▶ Work to complete:
Beginning with the first line, please return the entries exactly through the line that contains "let method = Method::from_bytes(request.method.as_bytes())", and leave out all later lines.

▶ Information given:
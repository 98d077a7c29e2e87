use async_trait::async_trait;
use reqwest::{redirect::Policy, Client, Method};
use thiserror::Error;

/// Everything the transport needs for one call.
#[derive(Debug, Clone, PartialEq)]
pub struct HttpRequest {
    pub method: String,
    pub url: String,
    pub headers: Vec<(String, String)>,
    pub body: Option<String>,
    pub follow_redirects: bool,
    pub verify_tls: bool,
}

#[derive(Debug, Clone, PartialEq)]
pub struct HttpResponse {
    pub status: u16,
    pub status_text: Option<String>,
    pub headers: Vec<(String, String)>,
    pub body: String,
}

/// A call that produced no response at all.
#[derive(Debug, Clone, PartialEq, Eq, Error)]
#[error("{name}: {message}")]
pub struct TransportError {
    pub name: String,
    pub message: String,
}

impl TransportError {
    pub fn new(name: impl Into<String>, message: impl Into<String>) -> Self {
        Self {
            name: name.into(),
            message: message.into(),
        }
    }
}

/// The transport seam. Any status code is a successful call here; only a
/// missing response is an error.
#[async_trait]
pub trait HttpClient: Send + Sync {
    async fn send(&self, request: HttpRequest) -> Result<HttpResponse, TransportError>;
}

#[derive(Debug, Clone, Default)]
pub struct ReqwestClient;

impl ReqwestClient {
    pub fn new() -> Self {
        Self
    }

    fn build_client(request: &HttpRequest) -> Result<Client, TransportError> {
        let redirect = if request.follow_redirects {
            Policy::limited(10)
        } else {
            Policy::none()
        };

        Client::builder()
            .redirect(redirect)
            .danger_accept_invalid_certs(!request.verify_tls)
            .build()
            .map_err(|err| TransportError::new("ClientError", err.to_string()))
    }
}

#[async_trait]
impl HttpClient for ReqwestClient {
    async fn send(&self, request: HttpRequest) -> Result<HttpResponse, TransportError> {
        let client = Self::build_client(&request)?;

        let method = Method::from_bytes(request.method.as_bytes())
            .map_err(|_| TransportError::new("RequestError", format!("invalid HTTP method {}", request.method)))?;
        let mut builder = client.request(method, &request.url);

        for (name, value) in &request.headers {
            builder = builder.header(name, value);
        }
        if let Some(body) = request.body {
            builder = builder.body(body);
        }

        let response = builder.send().await.map_err(transport_error)?;

        let status = response.status();
        // Non-UTF-8 header bytes are replaced, not dropped.
        let headers = response
            .headers()
            .iter()
            .map(|(name, value)| {
                (
                    name.to_string(),
                    String::from_utf8_lossy(value.as_bytes()).into_owned(),
                )
            })
            .collect();
        let body = response.text().await.map_err(transport_error)?;

        Ok(HttpResponse {
            status: status.as_u16(),
            status_text: status.canonical_reason().map(str::to_string),
            headers,
            body,
        })
    }
}

fn transport_error(err: reqwest::Error) -> TransportError {
    let name = if err.is_timeout() {
        "TimeoutError"
    } else if err.is_connect() {
        "ConnectionError"
    } else if err.is_redirect() {
        "RedirectError"
    } else if err.is_builder() {
        "RequestError"
    } else if err.is_body() || err.is_decode() {
        "ReadError"
    } else {
        "HTTPError"
    };
    TransportError::new(name, err.to_string())
}

#[cfg(test)]
mod tests {
    use super::*;
    use httpmock::prelude::*;

    fn request(url: String) -> HttpRequest {
        HttpRequest {
            method: "GET".to_string(),
            url,
            headers: Vec::new(),
            body: None,
            follow_redirects: false,
            verify_tls: true,
        }
    }

    #[tokio::test]
    async fn send_returns_error_statuses_as_responses() {
        let server = MockServer::start_async().await;
        let mock = server
            .mock_async(|when, then| {
                when.method(POST)
                    .path("/items")
                    .header("x-api-key", "k")
                    .body("{\"a\":1}");
                then.status(422)
                    .header("X-Request-Id", "r-7")
                    .body("nope");
            })
            .await;

        let mut req = request(server.url("/items"));
        req.method = "POST".to_string();
        req.headers.push(("x-api-key".to_string(), "k".to_string()));
        req.body = Some("{\"a\":1}".to_string());

        let response = ReqwestClient::new().send(req).await.unwrap();
        assert_eq!(response.status, 422);
        assert_eq!(response.body, "nope");
        assert_eq!(response.status_text.as_deref(), Some("Unprocessable Entity"));
        assert!(response
            .headers
            .contains(&("x-request-id".to_string(), "r-7".to_string())));
        mock.assert_async().await;
    }

    #[tokio::test]
    async fn send_follows_redirects_only_when_asked() {
        let server = MockServer::start_async().await;
        server
            .mock_async(|when, then| {
                when.method(GET).path("/old");
                then.status(302).header("location", "/new");
            })
            .await;
        server
            .mock_async(|when, then| {
                when.method(GET).path("/new");
                then.status(200).body("moved");
            })
            .await;

        let client = ReqwestClient::new();
        let stay = client.send(request(server.url("/old"))).await.unwrap();
        assert_eq!(stay.status, 302);

        let mut follow = request(server.url("/old"));
        follow.follow_redirects = true;
        let moved = client.send(follow).await.unwrap();
        assert_eq!(moved.status, 200);
        assert_eq!(moved.body, "moved");
    }

    #[tokio::test]
    async fn send_reports_connection_failures() {
        let err = ReqwestClient::new()
            .send(request("http://127.0.0.1:9/unreachable".to_string()))
            .await
            .unwrap_err();
        assert_eq!(err.name, "ConnectionError");
    }
}
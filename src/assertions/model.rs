use indexmap::IndexMap;
use serde::Serialize;
use serde_json::{Map, Value};
use tracing::warn;

use crate::vars::{substitute_value, SubstituteError, VariableStore};

/// Expectations for one response, grouped by the facet they look at.
#[derive(Debug, Clone, Default, PartialEq, Serialize)]
pub struct Tests {
    #[serde(skip_serializing_if = "Option::is_none")]
    pub status: Option<Value>,
    #[serde(skip_serializing_if = "Option::is_none")]
    pub body: Option<Value>,
    pub headers: IndexMap<String, Value>,
    pub json: IndexMap<String, Value>,
}

impl Tests {
    /// Reads a raw `tests` mapping, moving prefixed keys into their category.
    ///
    /// `$.…`, `$[…]` and `$` go to `json`; `$h.<name>` goes to `headers` as
    /// `<name>`. Applying it to its own output changes nothing.
    pub fn from_raw(raw: &Map<String, Value>) -> Self {
        let mut tests = Self::default();

        for (key, value) in raw {
            match key.as_str() {
                "status" => tests.status = Some(value.clone()),
                "body" => tests.body = Some(value.clone()),
                "json" | "headers" => {
                    let Some(entries) = value.as_object() else {
                        warn!(category = %key, "test category must be a mapping, ignoring it");
                        continue;
                    };
                    let target = if key == "json" {
                        &mut tests.json
                    } else {
                        &mut tests.headers
                    };
                    for (spec, expected) in entries {
                        add_leaf(target, spec, expected, false);
                    }
                }
                header if header.starts_with("$h.") => {
                    add_leaf(&mut tests.headers, &header["$h.".len()..], value, true);
                }
                path if is_json_path_key(path) => {
                    add_leaf(&mut tests.json, path, value, true);
                }
                other => warn!(key = other, "ignoring unrecognised test key"),
            }
        }

        tests
    }

    /// Request-level tests win key by key; common-only keys stay.
    pub fn merged(common: Tests, request: Tests) -> Self {
        let mut headers = common.headers;
        headers.extend(request.headers);
        let mut json = common.json;
        json.extend(request.json);

        Self {
            status: request.status.or(common.status),
            body: request.body.or(common.body),
            headers,
            json,
        }
    }

    pub fn is_empty(&self) -> bool {
        self.status.is_none() && self.body.is_none() && self.headers.is_empty() && self.json.is_empty()
    }

    /// Substitutes variables inside expected values. Keys are left alone.
    pub fn substituted(&self, vars: &VariableStore) -> Result<Self, SubstituteError> {
        let substitute_map = |map: &IndexMap<String, Value>| {
            map.iter()
                .map(|(k, v)| substitute_value(v, vars).map(|v| (k.clone(), v)))
                .collect::<Result<IndexMap<_, _>, _>>()
        };

        Ok(Self {
            status: self
                .status
                .as_ref()
                .map(|v| substitute_value(v, vars))
                .transpose()?,
            body: self
                .body
                .as_ref()
                .map(|v| substitute_value(v, vars))
                .transpose()?,
            headers: substitute_map(&self.headers)?,
            json: substitute_map(&self.json)?,
        })
    }
}

/// Adds one expectation, combining it with one already written for the same
/// spec. Operator objects are merged operator by operator; on a clash, or when
/// either side is a plain value, the prefixed form written at the top level
/// (`prefixed`) wins.
fn add_leaf(
    target: &mut IndexMap<String, Value>,
    spec: &str,
    value: &Value,
    prefixed: bool,
) {
    let Some(existing) = target.get_mut(spec) else {
        target.insert(spec.to_string(), value.clone());
        return;
    };

    match (existing, value) {
        (Value::Object(current), Value::Object(incoming)) => {
            for (op, expected) in incoming {
                if prefixed || !current.contains_key(op) {
                    current.insert(op.clone(), expected.clone());
                }
            }
        }
        (existing, _) => {
            warn!(spec, "test written twice, keeping the prefixed form");
            if prefixed {
                *existing = value.clone();
            }
        }
    }
}

fn is_json_path_key(key: &str) -> bool {
    key == "$" || key.starts_with("$.") || key.starts_with("$[")
}

/// One operator (or literal comparison) evaluated at a node.
#[derive(Debug, Clone, PartialEq, Serialize)]
pub struct TestResult {
    pub pass: bool,
    pub op: String,
    pub expected: Value,
    pub received: Option<Value>,
    #[serde(skip_serializing_if = "Option::is_none")]
    pub message: Option<String>,
}

/// A node of the result tree. `results` hold what was checked at this node;
/// nested specs always show up as `sub_results`.
#[derive(Debug, Clone, Default, PartialEq, Serialize)]
#[serde(rename_all = "camelCase")]
pub struct SpecResult {
    pub spec: Option<String>,
    #[serde(skip_serializing_if = "std::ops::Not::not")]
    pub skipped: bool,
    pub results: Vec<TestResult>,
    pub sub_results: Vec<SpecResult>,
}

#[derive(Debug, Clone, Copy, Default, PartialEq, Eq, Serialize)]
pub struct TestCounts {
    pub passed: usize,
    pub failed: usize,
    pub skipped: usize,
}

impl SpecResult {
    pub fn new(spec: Option<String>) -> Self {
        Self {
            spec,
            ..Self::default()
        }
    }

    /// Any failing result in the tree, skipped or not.
    pub fn has_failure(&self) -> bool {
        self.results.iter().any(|r| !r.pass) || self.sub_results.iter().any(Self::has_failure)
    }

    /// Failures outside skipped nodes.
    pub fn has_blocking_failure(&self) -> bool {
        if self.skipped {
            return false;
        }
        self.results.iter().any(|r| !r.pass)
            || self.sub_results.iter().any(Self::has_blocking_failure)
    }

    pub fn counts(&self) -> TestCounts {
        let mut counts = TestCounts::default();
        self.tally(false, &mut counts);
        counts
    }

    fn tally(&self, inherited_skip: bool, counts: &mut TestCounts) {
        let skipped = inherited_skip || self.skipped;
        for result in &self.results {
            if skipped {
                counts.skipped += 1;
            } else if result.pass {
                counts.passed += 1;
            } else {
                counts.failed += 1;
            }
        }
        for sub in &self.sub_results {
            sub.tally(skipped, counts);
        }
    }
}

▶ Answer area:
repository 98d077a7c29e2e87
use async_trait::async_trait;
use reqwest::{redirect::Policy, Client, Method};
use thiserror::Error;

/// Everything the transport needs for one call.
#[derive(Debug, Clone, PartialEq)]
pub struct HttpRequest {
    pub method: String,
    pub url: String,
    pub headers: Vec<(String, String)>,
    pub body: Option<String>,
    pub follow_redirects: bool,
    pub verify_tls: bool,
}

#[derive(Debug, Clone, PartialEq)]
pub struct HttpResponse {
    pub status: u16,
    pub status_text: Option<String>,
    pub headers: Vec<(String, String)>,
    pub body: String,
}

/// A call that produced no response at all.
#[derive(Debug, Clone, PartialEq, Eq, Error)]
#[error("{name}: {message}")]
pub struct TransportError {
    pub name: String,
    pub message: String,
}

impl TransportError {
    pub fn new(name: impl Into<String>, message: impl Into<String>) -> Self {
        Self {
            name: name.into(),
            message: message.into(),
        }
    }
}

/// The transport seam. Any status code is a successful call here; only a
/// missing response is an error.
#[async_trait]
pub trait HttpClient: Send + Sync {
    async fn send(&self, request: HttpRequest) -> Result<HttpResponse, TransportError>;
}

#[derive(Debug, Clone, Default)]
pub struct ReqwestClient;

impl ReqwestClient {
    pub fn new() -> Self {
        Self
    }

    fn build_client(request: &HttpRequest) -> Result<Client, TransportError> {
        let redirect = if request.follow_redirects {
            Policy::limited(10)
        } else {
            Policy::none()
        };

        Client::builder()
            .redirect(redirect)
            .danger_accept_invalid_certs(!request.verify_tls)
            .build()
            .map_err(|err| TransportError::new("ClientError", err.to_string()))
    }
}

#[async_trait]
impl HttpClient for ReqwestClient {
    async fn send(&self, request: HttpRequest) -> Result<HttpResponse, TransportError> {
        let client = Self::build_client(&request)?;

        let method = Method::from_bytes(request.method.as_bytes())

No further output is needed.